▶ **Goal of the exercise**:
Please copy out each line of the entries in which "derived" appears.

#### Available data

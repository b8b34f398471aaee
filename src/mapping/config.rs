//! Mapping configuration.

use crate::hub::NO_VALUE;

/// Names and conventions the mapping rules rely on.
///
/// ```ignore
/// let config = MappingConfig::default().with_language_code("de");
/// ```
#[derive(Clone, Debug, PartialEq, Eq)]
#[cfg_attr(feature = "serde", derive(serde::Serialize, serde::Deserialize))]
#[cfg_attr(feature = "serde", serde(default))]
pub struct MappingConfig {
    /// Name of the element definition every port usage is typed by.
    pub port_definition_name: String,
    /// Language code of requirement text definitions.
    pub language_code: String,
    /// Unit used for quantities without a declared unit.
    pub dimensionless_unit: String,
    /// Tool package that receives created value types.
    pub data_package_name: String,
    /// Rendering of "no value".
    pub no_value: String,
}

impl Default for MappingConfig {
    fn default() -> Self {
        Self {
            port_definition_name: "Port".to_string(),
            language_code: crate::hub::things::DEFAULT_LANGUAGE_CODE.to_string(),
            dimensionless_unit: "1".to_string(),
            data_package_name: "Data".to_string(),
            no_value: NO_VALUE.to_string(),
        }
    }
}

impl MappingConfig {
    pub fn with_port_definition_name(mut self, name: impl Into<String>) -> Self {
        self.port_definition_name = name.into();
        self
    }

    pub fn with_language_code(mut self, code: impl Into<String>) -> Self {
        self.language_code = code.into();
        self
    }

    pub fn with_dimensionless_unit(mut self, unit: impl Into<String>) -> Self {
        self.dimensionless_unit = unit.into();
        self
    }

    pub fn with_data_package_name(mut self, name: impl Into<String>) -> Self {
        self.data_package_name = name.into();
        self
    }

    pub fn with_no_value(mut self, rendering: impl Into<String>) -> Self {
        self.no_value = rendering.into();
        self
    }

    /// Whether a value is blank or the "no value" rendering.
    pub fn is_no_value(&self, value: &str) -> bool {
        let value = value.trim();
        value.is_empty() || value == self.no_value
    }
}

########
#### Available data

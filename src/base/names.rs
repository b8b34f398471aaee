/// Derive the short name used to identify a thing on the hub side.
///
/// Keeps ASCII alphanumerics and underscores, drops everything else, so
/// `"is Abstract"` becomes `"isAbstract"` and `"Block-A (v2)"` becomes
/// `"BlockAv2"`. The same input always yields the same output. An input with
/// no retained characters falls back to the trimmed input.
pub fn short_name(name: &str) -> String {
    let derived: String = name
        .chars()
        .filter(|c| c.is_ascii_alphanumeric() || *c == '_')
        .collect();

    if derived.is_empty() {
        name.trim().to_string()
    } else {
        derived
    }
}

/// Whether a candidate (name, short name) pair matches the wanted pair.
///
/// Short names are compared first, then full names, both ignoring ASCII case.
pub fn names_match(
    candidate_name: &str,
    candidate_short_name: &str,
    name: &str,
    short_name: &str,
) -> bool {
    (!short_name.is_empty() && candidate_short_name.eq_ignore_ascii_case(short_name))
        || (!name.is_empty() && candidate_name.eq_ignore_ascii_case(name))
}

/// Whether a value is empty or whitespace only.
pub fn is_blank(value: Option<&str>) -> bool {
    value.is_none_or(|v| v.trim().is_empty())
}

########

▶ **Result**:
    let derived: String = name
    if derived.is_empty() {
        derived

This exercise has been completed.